Appeals, Criminal Law, Sex Offender Registration Act (SORA)

SCHOOL-GROUNDS-PROXIMITY-RESIDENCE PROHIBITION APPLIED TO PETITIONER, A LEVEL THREE SEX OFFENDER, EVEN THOUGH THE OFFENSE FOR WHICH HE WAS BEING PAROLED WAS BURGLARY; SECOND DEPARTMENT DISAGREED WITH THE RESOLUTION OF THIS ISSUE BY THE THIRD AND FOURTH DEPARTMENTS; APPEAL WAS HEARD AS AN EXCEPTION TO THE MOOTNESS DOCTRINE (SECOND DEPT).

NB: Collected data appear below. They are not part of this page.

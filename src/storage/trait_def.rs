use crate::models::Visitor;
use async_trait::async_trait;
use thiserror::Error;

#[derive(Debug, Error)]
pub enum StorageError {
    #[error("storage operation timed out")]
    Timeout,
    #[error(transparent)]
    Other(#[from] anyhow::Error),
}

impl From<sqlx::Error> for StorageError {
    fn from(err: sqlx::Error) -> Self {
        match err {
            sqlx::Error::PoolTimedOut => StorageError::Timeout,
            other => StorageError::Other(other.into()),
        }
    }
}

pub type StorageResult<T> = Result<T, StorageError>;

/// Persistent keyed storage of visitor records.
///
/// The store is the sole shared mutable resource of the tracking pipeline;
/// every method must be safe under concurrent access from multiple requests.
#[async_trait]
pub trait VisitorStore: Send + Sync {
    /// Initialize the storage (create tables and indexes)
    async fn init(&self) -> anyhow::Result<()>;

    /// Look up a visitor by its uniqueness key
    async fn find_by_session_and_ip(
        &self,
        session_key: &str,
        ip_address: &str,
    ) -> StorageResult<Option<Visitor>>;

    /// Most-recently-updated visitor with this IP and user agent whose
    /// `last_update` is at or after `since`, if any
    async fn find_recent_by_ip_and_agent(
        &self,
        ip_address: &str,
        user_agent: &str,
        since: i64,
    ) -> StorageResult<Option<Visitor>>;

    /// Upsert a visitor record, returning its row id
    async fn save(&self, visitor: &Visitor) -> StorageResult<i64>;

    /// Bulk-delete records with `last_update <= cutoff`, returning the
    /// number removed
    async fn delete_older_than(&self, cutoff: i64) -> StorageResult<u64>;

    /// Visitors with `last_update >= since`, most recent first
    async fn find_active_since(&self, since: i64) -> StorageResult<Vec<Visitor>>;
}
//! The CPU-bound key-derivation primitive under test.
//!
//! The derivation itself is deliberately simple: a blake3 absorb of the
//! secondary and primary buffers, a configurable number of chained rehash
//! rounds (the cost knob), then an XOF stretch to the requested key length.
//! What matters to the harness is the call surface, not the algorithm: the
//! callback entry point below is the single platform signature that every
//! variant adapter must funnel through, and it must be callable concurrently
//! with no shared mutable state between calls.

use kvb_common::{KdfError, KdfOptions};

/// Arguments of one primitive invocation.
#[derive(Debug, Clone)]
pub struct KdfRequest {
    pub primary: Vec<u8>,
    pub secondary: Vec<u8>,
    pub key_length: usize,
    /// Opaque numeric cost bag, forwarded unmodified.
    pub options: KdfOptions,
}

/// Derive a key synchronously. CPU-bound and deterministic: identical
/// requests always produce identical output.
pub fn derive_key_blocking(req: &KdfRequest) -> Result<Vec<u8>, KdfError> {
    if req.key_length == 0 {
        return Err(KdfError::new("key length must be positive").with_code("KVB_KDF_KEYLEN"));
    }
    if req.options.rounds == 0 {
        return Err(KdfError::new("rounds must be positive").with_code("KVB_KDF_ROUNDS"));
    }

    let mut hasher = blake3::Hasher::new();
    hasher.update(&req.secondary);
    hasher.update(&req.primary);
    let mut block = *hasher.finalize().as_bytes();
    for _ in 1..req.options.rounds {
        block = *blake3::hash(&block).as_bytes();
    }

    let mut key = vec![0u8; req.key_length];
    let mut output = blake3::Hasher::new();
    output.update(&block);
    output.finalize_xof().fill(&mut key);
    Ok(key)
}

/// The callback-style platform surface.
///
/// Dispatches the blocking derivation to the runtime's blocking thread pool
/// and invokes `callback` exactly once with the result. Must be called from
/// within a tokio runtime.
pub fn derive_key_callback<F>(req: KdfRequest, callback: F)
where
    F: FnOnce(Result<Vec<u8>, KdfError>) + Send + 'static,
{
    tokio::task::spawn_blocking(move || {
        callback(derive_key_blocking(&req));
    });
}

/// Truncated blake3 hex digest used by mismatch records.
pub fn short_digest(bytes: &[u8]) -> String {
    blake3::hash(bytes).to_hex()[..16].to_string()
}
//! Error taxonomy.
//!
//! Task-level failures ([`TaskError`]) are absorbed inside the worker loop and
//! converted into recorded failures; they never abort a batch, a sibling
//! worker, or the process. Only [`ConfigError`] is fatal, and it surfaces
//! before any batch starts.

use thiserror::Error;

use crate::types::FailureKind;

/// Error surface of the key-derivation primitive.
///
/// Mirrors the platform contract: a message plus an optional machine-readable
/// code. Cloneable so a single failure can be both recorded and logged.
#[derive(Debug, Clone, PartialEq, Eq, Error)]
#[error("{message}")]
pub struct KdfError {
    pub message: String,
    pub code: Option<String>,
}

impl KdfError {
    pub fn new(message: impl Into<String>) -> Self {
        Self {
            message: message.into(),
            code: None,
        }
    }

    #[must_use]
    pub fn with_code(mut self, code: impl Into<String>) -> Self {
        self.code = Some(code.into());
        self
    }
}

/// Per-task failure recorded by the batch runner.
#[derive(Debug, Clone, PartialEq, Eq, Error)]
pub enum TaskError {
    /// The underlying invocation rejected.
    #[error("key derivation failed: {message}")]
    Primitive {
        message: String,
        code: Option<String>,
    },

    /// The per-call deadline elapsed before the invocation settled. The
    /// label identifies the variant and task index; the stale invocation is
    /// abandoned, not cancelled.
    #[error("{label} timed out after {deadline_ms}ms")]
    Timeout { label: String, deadline_ms: u64 },

    /// Sequential-mode double invocation produced differing outputs for
    /// identical input. Digests are truncated blake3 hex.
    #[error("derived keys diverged: first={first_digest} second={second_digest}")]
    Mismatch {
        first_digest: String,
        second_digest: String,
    },
}

impl TaskError {
    /// Classification used by the bounded error sample list.
    pub fn kind(&self) -> FailureKind {
        match self {
            TaskError::Primitive { .. } => FailureKind::Error,
            TaskError::Timeout { .. } => FailureKind::Timeout,
            TaskError::Mismatch { .. } => FailureKind::Mismatch,
        }
    }

    /// Machine-readable code, when the primitive supplied one.
    pub fn code(&self) -> Option<&str> {
        match self {
            TaskError::Primitive { code, .. } => code.as_deref(),
            _ => None,
        }
    }
}

impl From<KdfError> for TaskError {
    fn from(err: KdfError) -> Self {
        TaskError::Primitive {
            message: err.message,
            code: err.code,
        }
    }
}

/// Fatal configuration errors, raised by `RunConfig::validate`.
#[derive(Debug, Clone, PartialEq, Eq, Error)]
pub enum ConfigError {
    #[error("iterations must be positive")]
    ZeroIterations,

    #[error("at least one concurrency level is required")]
    EmptyConcurrency,

    #[error("concurrency levels must be positive (found 0 at position {position})")]
    ZeroConcurrency { position: usize },

    #[error("key length must be positive")]
    ZeroKeyLength,

    #[error("kdf rounds must be positive")]
    ZeroRounds,
}
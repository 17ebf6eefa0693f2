//! KVB Bench - Core Benchmark Machinery
//!
//! This crate provides the execution core of the harness:
//! - Deterministic seeded input generation
//! - The bundled CPU-bound key-derivation primitive behind its callback
//!   platform signature
//! - The three asynchronous wrapping styles under comparison
//! - The bounded-concurrency batch runner with per-call deadlines
//! - Nearest-rank percentile statistics and cross-variant ranking

#![forbid(unsafe_code)]

pub mod guard;
pub mod inputs;
pub mod kdf;
pub mod prng;
pub mod runner;
pub mod stats;
pub mod variants;

pub use guard::with_deadline;
pub use inputs::{InputGenerator, InputPair};
pub use kdf::{KdfRequest, derive_key_blocking, derive_key_callback, short_digest};
pub use prng::SeededSequence;
pub use runner::{run_batch, run_batch_with};
pub use stats::{BatchTally, Leaderboard, percentile, rank, summarize};
pub use variants::{KdfFuture, VariantDriver, promisify};
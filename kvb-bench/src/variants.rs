//! The three asynchronous wrapping styles under comparison.
//!
//! All three funnel into the identical callback-style primitive with the same
//! argument positions, the same options bag, and the same error propagation;
//! for identical inputs they must produce byte-identical output. They differ
//! only in how the callback is adapted into a future:
//!
//! 1. [`VariantKind::Callback`] bridges the callback at the call site with a
//!    oneshot channel.
//! 2. [`VariantKind::Promisified`] runs the same primitive through the
//!    generic [`promisify`] combinator.
//! 3. [`VariantKind::ManualFuture`] completes a hand-implemented [`Future`]
//!    from the callback.

use std::future::Future;
use std::pin::Pin;
use std::sync::{Arc, Mutex};
use std::task::{Context, Poll, Waker};

use kvb_common::{KdfError, VariantKind};
use tokio::sync::oneshot;

use crate::kdf::{self, KdfRequest};

/// Future type produced by every wrapping style.
pub type KdfFuture = Pin<Box<dyn Future<Output = Result<Vec<u8>, KdfError>> + Send>>;

/// Uniform invocation seam over the wrapping styles.
///
/// The batch runner only sees this trait, which is also the fault-injection
/// seam the scenario tests use to exercise failure, mismatch, and timeout
/// paths without touching the real primitive.
pub trait VariantDriver: Send + Sync {
    /// Start one derivation. Work begins immediately; the returned future
    /// resolves exactly once.
    fn invoke(&self, req: KdfRequest) -> KdfFuture;
}

impl VariantDriver for VariantKind {
    fn invoke(&self, req: KdfRequest) -> KdfFuture {
        match self {
            VariantKind::Callback => invoke_callback(req),
            VariantKind::Promisified => promisify(move |cb| kdf::derive_key_callback(req, cb)),
            VariantKind::ManualFuture => invoke_manual(req),
        }
    }
}

/// Style 1: raw callback invocation adapted into a single-resolution future
/// at the call site.
fn invoke_callback(req: KdfRequest) -> KdfFuture {
    let (tx, rx) = oneshot::channel();
    kdf::derive_key_callback(req, move |result| {
        // The receiver may have been abandoned by a timeout; nothing to do.
        let _ = tx.send(result);
    });
    Box::pin(async move {
        rx.await
            .unwrap_or_else(|_| Err(KdfError::new("callback dropped without completing")))
    })
}

/// Style 2: a generic combinator turning any callback-style starter into a
/// future. The starter receives the completion callback and must invoke it
/// exactly once.
pub fn promisify<F>(start: F) -> KdfFuture
where
    F: FnOnce(Box<dyn FnOnce(Result<Vec<u8>, KdfError>) + Send>) + Send + 'static,
{
    let (tx, rx) = oneshot::channel();
    start(Box::new(move |result| {
        let _ = tx.send(result);
    }));
    Box::pin(async move {
        rx.await
            .unwrap_or_else(|_| Err(KdfError::new("callback dropped without completing")))
    })
}

#[derive(Default)]
struct ManualState {
    result: Option<Result<Vec<u8>, KdfError>>,
    waker: Option<Waker>,
}

/// Style 3: a hand-implemented future completed by the callback.
struct ManualKdfFuture {
    state: Arc<Mutex<ManualState>>,
}

impl Future for ManualKdfFuture {
    type Output = Result<Vec<u8>, KdfError>;

    fn poll(self: Pin<&mut Self>, cx: &mut Context<'_>) -> Poll<Self::Output> {
        let mut state = self.state.lock().expect("manual future state lock");
        if let Some(result) = state.result.take() {
            Poll::Ready(result)
        } else {
            state.waker = Some(cx.waker().clone());
            Poll::Pending
        }
    }
}

fn invoke_manual(req: KdfRequest) -> KdfFuture {
    let state = Arc::new(Mutex::new(ManualState::default()));
    let completion = state.clone();
    kdf::derive_key_callback(req, move |result| {
        let waker = {
            let mut slot = completion.lock().expect("manual future state lock");
            slot.result = Some(result);
            slot.waker.take()
        };
        if let Some(waker) = waker {
            waker.wake();
        }
    });
    Box::pin(ManualKdfFuture { state })
}
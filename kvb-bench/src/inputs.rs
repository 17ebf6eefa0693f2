//! Input generation for batch tasks.
//!
//! Sequential mode derives both buffers purely from the task index, so two
//! calls for the same index are byte-identical - the property the mismatch
//! check depends on. Random mode draws lengths from the index and content
//! from a single seeded stream shared across the whole batch; content then
//! depends on claim order, which is fine for throughput stress but useless
//! for determinism verification.

use std::sync::Mutex;

use kvb_common::Mode;

use crate::prng::SeededSequence;

/// One (primary, secondary) input pair for a task.
#[derive(Debug, Clone, PartialEq, Eq)]
pub struct InputPair {
    pub primary: Vec<u8>,
    pub secondary: Vec<u8>,
}

/// Per-batch input source shared by all workers.
pub struct InputGenerator {
    mode: Mode,
    stream: Mutex<SeededSequence>,
}

impl InputGenerator {
    /// Create a generator for one batch.
    pub fn new(mode: Mode, seed: u32) -> Self {
        Self {
            mode,
            stream: Mutex::new(SeededSequence::new(seed)),
        }
    }

    /// Produce the input pair for task `index`.
    pub fn pair_for(&self, index: u32) -> InputPair {
        match self.mode {
            Mode::Sequential => InputPair {
                primary: format!("pwd-{index}").into_bytes(),
                secondary: format!("salt-{index}").into_bytes(),
            },
            Mode::Random => {
                let primary_len = 16 + (index % 16) as usize;
                let secondary_len = 16 + ((u64::from(index) * 7) % 16) as usize;
                // Both buffers are filled under one lock acquisition so the
                // shared stream is consumed as a contiguous run per task.
                let mut stream = self.stream.lock().expect("input stream lock");
                let primary = (0..primary_len).map(|_| stream.next_byte()).collect();
                let secondary = (0..secondary_len).map(|_| stream.next_byte()).collect();
                InputPair { primary, secondary }
            }
        }
    }
}

#[cfg(test)]
mod tests {
    use super::*;

    #[test]
    fn test_sequential_is_pure_in_index() {
        let generator = InputGenerator::new(Mode::Sequential, 42);
        for index in [0u32, 1, 7, 1000] {
            let first = generator.pair_for(index);
            let second = generator.pair_for(index);
            assert_eq!(first, second);
            assert_eq!(first.primary, format!("pwd-{index}").into_bytes());
            assert_eq!(first.secondary, format!("salt-{index}").into_bytes());
        }
    }

    #[test]
    fn test_sequential_ignores_seed() {
        let a = InputGenerator::new(Mode::Sequential, 1);
        let b = InputGenerator::new(Mode::Sequential, 2);
        assert_eq!(a.pair_for(5), b.pair_for(5));
    }

    #[test]
    fn test_random_lengths_follow_index() {
        let generator = InputGenerator::new(Mode::Random, 42);
        for index in [0u32, 3, 15, 16, 31] {
            let pair = generator.pair_for(index);
            assert_eq!(pair.primary.len(), 16 + (index % 16) as usize);
            assert_eq!(pair.secondary.len(), 16 + ((index as u64 * 7) % 16) as usize);
        }
    }

    #[test]
    fn test_random_consumes_shared_stream() {
        // Same call order with the same seed reproduces the same bytes...
        let a = InputGenerator::new(Mode::Random, 9);
        let b = InputGenerator::new(Mode::Random, 9);
        assert_eq!(a.pair_for(0), b.pair_for(0));
        assert_eq!(a.pair_for(1), b.pair_for(1));

        // ...but a repeated index does not reproduce content, because the
        // stream has advanced.
        let c = InputGenerator::new(Mode::Random, 9);
        let first = c.pair_for(4);
        let replay = c.pair_for(4);
        assert_ne!(first, replay);
    }
}
//! Core data model shared across the workspace.
//!
//! A [`RunConfig`] is built once per invocation, validated, and read-only
//! thereafter. Each (variant, concurrency) batch produces one [`BatchReport`]
//! that is never mutated after the batch completes.

use chrono::{DateTime, Utc};
use serde::{Deserialize, Serialize};

use crate::errors::ConfigError;

/// Per-call deadline applied to every primitive invocation (not configurable
/// from the CLI).
pub const DEFAULT_TIMEOUT_MS: u64 = 60_000;

/// Maximum number of error samples retained per batch. Every failure still
/// counts toward [`BatchReport::fail`].
pub const MAX_ERROR_SAMPLES: usize = 5;

/// Input-generation mode for a batch.
#[derive(Debug, Clone, Copy, PartialEq, Eq, Serialize, Deserialize)]
#[serde(rename_all = "lowercase")]
pub enum Mode {
    /// Inputs derived purely from the task index; every task is invoked twice
    /// and the two outputs are compared byte-for-byte.
    Sequential,
    /// Inputs drawn from a shared seeded stream; one invocation per task.
    /// Content depends on claim order, so this mode measures throughput only.
    Random,
}

impl Mode {
    /// Primitive invocations per iteration in this mode.
    pub fn calls_per_iteration(&self) -> u32 {
        match self {
            Mode::Sequential => 2,
            Mode::Random => 1,
        }
    }
}

impl std::fmt::Display for Mode {
    fn fmt(&self, f: &mut std::fmt::Formatter<'_>) -> std::fmt::Result {
        match self {
            Mode::Sequential => write!(f, "sequential"),
            Mode::Random => write!(f, "random"),
        }
    }
}

/// The three asynchronous wrapping styles under comparison.
///
/// The enumeration is closed; batches are reported in the order listed here.
#[derive(Debug, Clone, Copy, PartialEq, Eq, Hash, Serialize, Deserialize)]
#[serde(rename_all = "kebab-case")]
pub enum VariantKind {
    /// Raw callback invocation adapted into a future at the call site.
    Callback,
    /// The callback primitive run through a generic promisify combinator.
    Promisified,
    /// A hand-implemented future completed by the same callback primitive.
    ManualFuture,
}

impl VariantKind {
    /// All variants in fixed report order.
    pub const ALL: [VariantKind; 3] = [
        VariantKind::Callback,
        VariantKind::Promisified,
        VariantKind::ManualFuture,
    ];

    /// Stable label used in reports and timeout messages.
    pub fn label(&self) -> &'static str {
        match self {
            VariantKind::Callback => "callback",
            VariantKind::Promisified => "promisified",
            VariantKind::ManualFuture => "manual-future",
        }
    }
}

impl std::fmt::Display for VariantKind {
    fn fmt(&self, f: &mut std::fmt::Formatter<'_>) -> std::fmt::Result {
        f.write_str(self.label())
    }
}

/// Opaque numeric cost options forwarded unmodified to the primitive.
#[derive(Debug, Clone, Copy, PartialEq, Eq, Serialize, Deserialize)]
pub struct KdfOptions {
    /// Number of mixing rounds; the dominant cost knob.
    pub rounds: u32,
}

impl Default for KdfOptions {
    fn default() -> Self {
        Self { rounds: 60_000 }
    }
}

/// Immutable configuration for one CLI invocation.
#[derive(Debug, Clone, Serialize, Deserialize)]
pub struct RunConfig {
    /// Number of tasks per batch.
    pub iterations: u32,
    /// Concurrency levels to sweep; one batch per value, in order.
    pub concurrency: Vec<usize>,
    /// Input-generation mode.
    pub mode: Mode,
    /// Derived key length in bytes.
    pub key_length: usize,
    /// Cost options forwarded to the primitive.
    pub options: KdfOptions,
    /// Seed for the deterministic sequence generator.
    pub seed: u32,
    /// Per-call deadline in milliseconds.
    pub timeout_ms: u64,
}

impl RunConfig {
    /// Build a config with the fixed per-call deadline.
    pub fn new(
        iterations: u32,
        concurrency: Vec<usize>,
        mode: Mode,
        key_length: usize,
        options: KdfOptions,
        seed: u32,
    ) -> Self {
        Self {
            iterations,
            concurrency,
            mode,
            key_length,
            options,
            seed,
            timeout_ms: DEFAULT_TIMEOUT_MS,
        }
    }

    /// Validate the configuration. This is the single fatal gate; it runs
    /// before any batch starts.
    pub fn validate(&self) -> Result<(), ConfigError> {
        if self.iterations == 0 {
            return Err(ConfigError::ZeroIterations);
        }
        if self.concurrency.is_empty() {
            return Err(ConfigError::EmptyConcurrency);
        }
        if let Some(position) = self.concurrency.iter().position(|&c| c == 0) {
            return Err(ConfigError::ZeroConcurrency { position });
        }
        if self.key_length == 0 {
            return Err(ConfigError::ZeroKeyLength);
        }
        if self.options.rounds == 0 {
            return Err(ConfigError::ZeroRounds);
        }
        Ok(())
    }
}

/// Classification of a recorded task failure.
#[derive(Debug, Clone, Copy, PartialEq, Eq, Serialize, Deserialize)]
#[serde(rename_all = "lowercase")]
pub enum FailureKind {
    /// The primitive invocation rejected.
    Error,
    /// The per-call deadline elapsed first.
    Timeout,
    /// Sequential-mode double invocation diverged.
    Mismatch,
}

impl std::fmt::Display for FailureKind {
    fn fmt(&self, f: &mut std::fmt::Formatter<'_>) -> std::fmt::Result {
        match self {
            FailureKind::Error => write!(f, "error"),
            FailureKind::Timeout => write!(f, "timeout"),
            FailureKind::Mismatch => write!(f, "mismatch"),
        }
    }
}

/// One entry of the bounded per-batch error sample list.
#[derive(Debug, Clone, Serialize, Deserialize)]
pub struct ErrorSample {
    /// Task index the failure belongs to.
    pub index: u32,
    #[serde(rename = "type")]
    pub kind: FailureKind,
    pub message: String,
    #[serde(skip_serializing_if = "Option::is_none")]
    pub code: Option<String>,
}

/// Final record for one (variant, concurrency) batch.
#[derive(Debug, Clone, Serialize, Deserialize)]
pub struct BatchReport {
    pub variant: VariantKind,
    pub concurrency: usize,
    pub iterations: u32,
    /// Tasks that completed successfully.
    pub ok: u32,
    /// Tasks that failed (error, timeout, or mismatch).
    pub fail: u32,
    /// Wall-clock time from before the first worker spawn to after the join.
    pub total_ms: f64,
    /// `ok / total_seconds`.
    pub iterations_per_sec: f64,
    /// `(ok + fail) * calls_per_iteration / total_seconds`.
    pub calls_per_sec: f64,
    /// Number of collected call-latency samples.
    pub samples: usize,
    #[serde(with = "nan_as_null")]
    pub p50_ms: f64,
    #[serde(with = "nan_as_null")]
    pub p90_ms: f64,
    #[serde(with = "nan_as_null")]
    pub p99_ms: f64,
    /// Bounded error sample list (cap [`MAX_ERROR_SAMPLES`]).
    pub errors: Vec<ErrorSample>,
    pub finished_at: DateTime<Utc>,
}

/// Serialize non-finite floats (the empty-percentile sentinel) as JSON null.
mod nan_as_null {
    use serde::{Deserialize, Deserializer, Serializer};

    pub fn serialize<S: Serializer>(value: &f64, serializer: S) -> Result<S::Ok, S::Error> {
        if value.is_finite() {
            serializer.serialize_some(value)
        } else {
            serializer.serialize_none()
        }
    }

    pub fn deserialize<'de, D: Deserializer<'de>>(deserializer: D) -> Result<f64, D::Error> {
        Ok(Option::<f64>::deserialize(deserializer)?.unwrap_or(f64::NAN))
    }
}

#[cfg(test)]
mod tests {
    use super::*;

    fn valid_config() -> RunConfig {
        RunConfig::new(
            10,
            vec![1, 4],
            Mode::Sequential,
            64,
            KdfOptions::default(),
            42,
        )
    }

    #[test]
    fn test_validate_accepts_sane_config() {
        assert!(valid_config().validate().is_ok());
    }

    #[test]
    fn test_validate_rejects_zero_fields() {
        let mut config = valid_config();
        config.iterations = 0;
        assert!(matches!(
            config.validate(),
            Err(ConfigError::ZeroIterations)
        ));

        let mut config = valid_config();
        config.concurrency.clear();
        assert!(matches!(
            config.validate(),
            Err(ConfigError::EmptyConcurrency)
        ));

        let mut config = valid_config();
        config.concurrency = vec![2, 0];
        assert!(matches!(
            config.validate(),
            Err(ConfigError::ZeroConcurrency { position: 1 })
        ));

        let mut config = valid_config();
        config.key_length = 0;
        assert!(matches!(config.validate(), Err(ConfigError::ZeroKeyLength)));

        let mut config = valid_config();
        config.options.rounds = 0;
        assert!(matches!(config.validate(), Err(ConfigError::ZeroRounds)));
    }

    #[test]
    fn test_new_pins_default_timeout() {
        assert_eq!(valid_config().timeout_ms, DEFAULT_TIMEOUT_MS);
    }

    #[test]
    fn test_calls_per_iteration() {
        assert_eq!(Mode::Sequential.calls_per_iteration(), 2);
        assert_eq!(Mode::Random.calls_per_iteration(), 1);
    }

    #[test]
    fn test_variant_order_and_labels() {
        let labels: Vec<&str> = VariantKind::ALL.iter().map(|v| v.label()).collect();
        assert_eq!(labels, vec!["callback", "promisified", "manual-future"]);
    }

    #[test]
    fn test_report_serde_roundtrip() {
        let report = BatchReport {
            variant: VariantKind::Promisified,
            concurrency: 4,
            iterations: 100,
            ok: 99,
            fail: 1,
            total_ms: 1234.5,
            iterations_per_sec: 80.2,
            calls_per_sec: 160.4,
            samples: 199,
            p50_ms: 10.0,
            p90_ms: 20.0,
            p99_ms: 30.0,
            errors: vec![ErrorSample {
                index: 7,
                kind: FailureKind::Timeout,
                message: "promisified #7 timed out after 60000ms".to_string(),
                code: None,
            }],
            finished_at: Utc::now(),
        };
        let json = serde_json::to_string(&report).unwrap();
        assert!(json.contains("\"variant\":\"promisified\""));
        assert!(json.contains("\"type\":\"timeout\""));
        let parsed: BatchReport = serde_json::from_str(&json).unwrap();
        assert_eq!(parsed.ok, 99);
        assert_eq!(parsed.errors.len(), 1);
    }

    #[test]
    fn test_nan_percentiles_serialize_as_null() {
        let report = BatchReport {
            variant: VariantKind::Callback,
            concurrency: 1,
            iterations: 1,
            ok: 0,
            fail: 1,
            total_ms: 5.0,
            iterations_per_sec: 0.0,
            calls_per_sec: 200.0,
            samples: 0,
            p50_ms: f64::NAN,
            p90_ms: f64::NAN,
            p99_ms: f64::NAN,
            errors: vec![],
            finished_at: Utc::now(),
        };
        let json = serde_json::to_string(&report).unwrap();
        assert!(json.contains("\"p50_ms\":null"));
        let parsed: BatchReport = serde_json::from_str(&json).unwrap();
        assert!(parsed.p50_ms.is_nan());
    }
}
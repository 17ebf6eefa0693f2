//! KVB - Common Library
//!
//! Shared types, error taxonomy, and logging initialization used by the
//! benchmark core (`kvb-bench`) and the CLI (`kvb`).

#![forbid(unsafe_code)]

pub mod errors;
pub mod logging;
pub mod types;

pub use errors::{ConfigError, KdfError, TaskError};
pub use logging::{LogConfig, LogFormat, init_logging};
pub use types::{
    BatchReport, DEFAULT_TIMEOUT_MS, ErrorSample, FailureKind, KdfOptions, MAX_ERROR_SAMPLES,
    Mode, RunConfig, VariantKind,
};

The Second Department, reversing Supreme Court and disagreeing with the Third and Fourth Departments, determined Executive Law 259-c (14), which prohibits sex offenders from entering school grounds, applied to petitioner in this habeas corpus proceeding. Petitioner had been designated a level three sex offender and was subsequently arrested and incarcerated for burglary. He was not released on parole for the burglary conviction when his sentence was complete because housing which complied with the school-grounds condition could not be found. Although the habeas corpus petition was moot because defendant had been released at the time of the appeal, the exception to the mootness doctrine allowed appellate review:

Executive Law § 259-c(14) provides, in relevant part, that “where a person serving a sentence for an offense defined in [Penal Law articles 130, 135, or 263, or Penal Law §§ 255.25, 255.26, or 255.27] and the victim of such offense was under the age of [18] at the time of such offense or such person has been designated a level three sex offender pursuant to [Correction Law § 168-l(6)], is released on parole or conditionally released pursuant to [Executive Law § 259-c(1) or (2)], the [Board of Parole] shall require, as a mandatory condition of such release, that such sentenced offender shall refrain from knowingly entering into or upon any school grounds, as that term is defined in [Penal Law § 220.00(14)], . . . while one or more of such persons under the age of [18] are present.”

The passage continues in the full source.